→ How to complete this task: Look in the material below for the line with "loader). Threads de" and the line with "assert_eq!(ctx.rip, 0x5000);", then set down exactly those two lines and all lines between, nothing more.

→ Extracted material:
┌────────

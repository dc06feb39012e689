//! Context switch
//!
//! Snapshot de registradores de uma thread. O assembly de troca fica na
//! plataforma (`CpuOps::switch_context`); aqui só montamos o contexto
//! inicial e aplicamos redirecionamentos de sinal.
//!
//! Offsets (repr(C)), usados pelo assembly da plataforma:
//! 0:rbx, 8:rbp, 16:r12, 24:r13, 32:r14, 40:r15, 48:rsp, 56:rip,
//! 64:rdi, 72:rflags, 80:cs, 88:ss, 96:pending_return, 104:has_pending_return

use crate::sched::config::{
    KERNEL_CODE_SELECTOR, KERNEL_DATA_SELECTOR, RFLAGS_IF, RFLAGS_RESERVED, USER_CODE_SELECTOR,
    USER_DATA_SELECTOR,
};

/// Contexto de CPU (registradores salvos)
///
/// NOTA: estado FPU/SSE não é salvo; o kernel não usa SSE.
#[repr(C)]
#[derive(Debug, Clone, Copy, Default, PartialEq, Eq)]
pub struct CpuContext {
    // Callee-saved registers (SysV ABI)
    pub rbx: u64,
    pub rbp: u64,
    pub r12: u64,
    pub r13: u64,
    pub r14: u64,
    pub r15: u64,

    // Stack pointer
    pub rsp: u64,

    // Instruction pointer
    pub rip: u64,

    /// Primeiro argumento (SysV): o `userdata` da thread na primeira execução
    pub rdi: u64,

    pub rflags: u64,
    pub cs: u64,
    pub ss: u64,

    /// Endereço de retorno a empilhar antes de retomar (entrega de sinal).
    /// A plataforma escreve `pending_return` em `[rsp]` com o espaço de
    /// endereçamento da thread já carregado e zera `has_pending_return`.
    pub pending_return: u64,
    pub has_pending_return: u64,
}

impl CpuContext {
    /// Cria CpuContext zerado
    pub const fn new() -> Self {
        Self {
            rbx: 0,
            rbp: 0,
            r12: 0,
            r13: 0,
            r14: 0,
            r15: 0,
            rsp: 0,
            rip: 0,
            rdi: 0,
            rflags: 0,
            cs: 0,
            ss: 0,
            pending_return: 0,
            has_pending_return: 0,
        }
    }

    /// Configura para iniciar em `entry(arg)` sobre a pilha `stack_top`.
    ///
    /// `entry` e `arg` são usados literalmente (vêm do loader). Threads de
    /// usuário recebem seletores ring 3 e interrupções habilitadas.
    pub fn setup(&mut self, entry: u64, arg: u64, stack_top: u64, user_mode: bool) {
        *self = Self::new();
        self.rip = entry;
        self.rdi = arg;
        // Alinhamento SysV: rsp+8 múltiplo de 16 na entrada da função
        self.rsp = (stack_top & !0xF).wrapping_sub(8);
        self.rbp = 0;
        if user_mode {
            self.cs = USER_CODE_SELECTOR;
            self.ss = USER_DATA_SELECTOR;
            self.rflags = RFLAGS_RESERVED | RFLAGS_IF;
        } else {
            self.cs = KERNEL_CODE_SELECTOR;
            self.ss = KERNEL_DATA_SELECTOR;
            self.rflags = RFLAGS_RESERVED;
        }
    }

    #[inline]
    pub fn is_user(&self) -> bool {
        self.cs & 3 == 3
    }

    /// Desvia a execução para `handler`, que retornará para o ponto interrompido.
    pub fn redirect_to(&mut self, handler: u64) {
        self.rsp = self.rsp.wrapping_sub(8);
        self.pending_return = self.rip;
        self.has_pending_return = 1;
        self.rip = handler;
    }
}

#[cfg(test)]
mod tests {
    use super::*;

    #[test]
    fn setup_uses_entry_and_arg_verbatim() {
        let mut ctx = CpuContext::new();
        ctx.setup(0xdead_b000, 0x1234, 0x8000_0000, false);
        assert_eq!(ctx.rip, 0xdead_b000);
        assert_eq!(ctx.rdi, 0x1234);
        assert_eq!(ctx.rsp, 0x8000_0000 - 8);
        assert_eq!(ctx.cs, KERNEL_CODE_SELECTOR);
        assert!(!ctx.is_user());
        assert_eq!(ctx.rflags & RFLAGS_IF, 0);
    }

    #[test]
    fn user_threads_get_ring3_and_interrupts() {
        let mut ctx = CpuContext::new();
        ctx.setup(0x40_0000, 0, 0x7fff_f000, true);
        assert!(ctx.is_user());
        assert_eq!(ctx.ss, USER_DATA_SELECTOR);
        assert_ne!(ctx.rflags & RFLAGS_IF, 0);
    }

    #[test]
    fn redirect_saves_interrupted_ip() {
        let mut ctx = CpuContext::new();
        ctx.setup(0x1000, 0, 0x9000, true);
        let rsp = ctx.rsp;
        ctx.redirect_to(0x5000);
        assert_eq!(ctx.rip, 0x5000);
        assert_eq!(ctx.pending_return, 0x1000);
        assert_eq!(ctx.has_pending_return, 1);
        assert_eq!(ctx.rsp, rsp - 8);
    }
}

└────────

→ Written solution:
    /// `entry` e `arg` são usados literalmente (vêm do loader). Threads de
    /// usuário recebem seletores ring 3 e interrupções habilitadas.
    pub fn setup(&mut self, entry: u64, arg: u64, stack_top: u64, user_mode: bool) {
        *self = Self::new();
        self.rip = entry;
        self.rdi = arg;
        // Alinhamento SysV: rsp+8 múltiplo de 16 na entrada da função
        self.rsp = (stack_top & !0xF).wrapping_sub(8);
        self.rbp = 0;
        if user_mode {
            self.cs = USER_CODE_SELECTOR;
            self.ss = USER_DATA_SELECTOR;
            self.rflags = RFLAGS_RESERVED | RFLAGS_IF;
        } else {
            self.cs = KERNEL_CODE_SELECTOR;
            self.ss = KERNEL_DATA_SELECTOR;
            self.rflags = RFLAGS_RESERVED;
        }
    }

    #[inline]
    pub fn is_user(&self) -> bool {
        self.cs & 3 == 3
    }

    /// Desvia a execução para `handler`, que retornará para o ponto interrompido.
    pub fn redirect_to(&mut self, handler: u64) {
        self.rsp = self.rsp.wrapping_sub(8);
        self.pending_return = self.rip;
        self.has_pending_return = 1;
        self.rip = handler;
    }
}

#[cfg(test)]
mod tests {
    use super::*;

    #[test]
    fn setup_uses_entry_and_arg_verbatim() {
        let mut ctx = CpuContext::new();
        ctx.setup(0xdead_b000, 0x1234, 0x8000_0000, false);
        assert_eq!(ctx.rip, 0xdead_b000);
        assert_eq!(ctx.rdi, 0x1234);
        assert_eq!(ctx.rsp, 0x8000_0000 - 8);
        assert_eq!(ctx.cs, KERNEL_CODE_SELECTOR);
        assert!(!ctx.is_user());
        assert_eq!(ctx.rflags & RFLAGS_IF, 0);
    }

    #[test]
    fn user_threads_get_ring3_and_interrupts() {
        let mut ctx = CpuContext::new();
        ctx.setup(0x40_0000, 0, 0x7fff_f000, true);
        assert!(ctx.is_user());
        assert_eq!(ctx.ss, USER_DATA_SELECTOR);
        assert_ne!(ctx.rflags & RFLAGS_IF, 0);
    }

    #[test]
    fn redirect_saves_interrupted_ip() {
        let mut ctx = CpuContext::new();
        ctx.setup(0x1000, 0, 0x9000, true);
        let rsp = ctx.rsp;
        ctx.redirect_to(0x5000);
        assert_eq!(ctx.rip, 0x5000);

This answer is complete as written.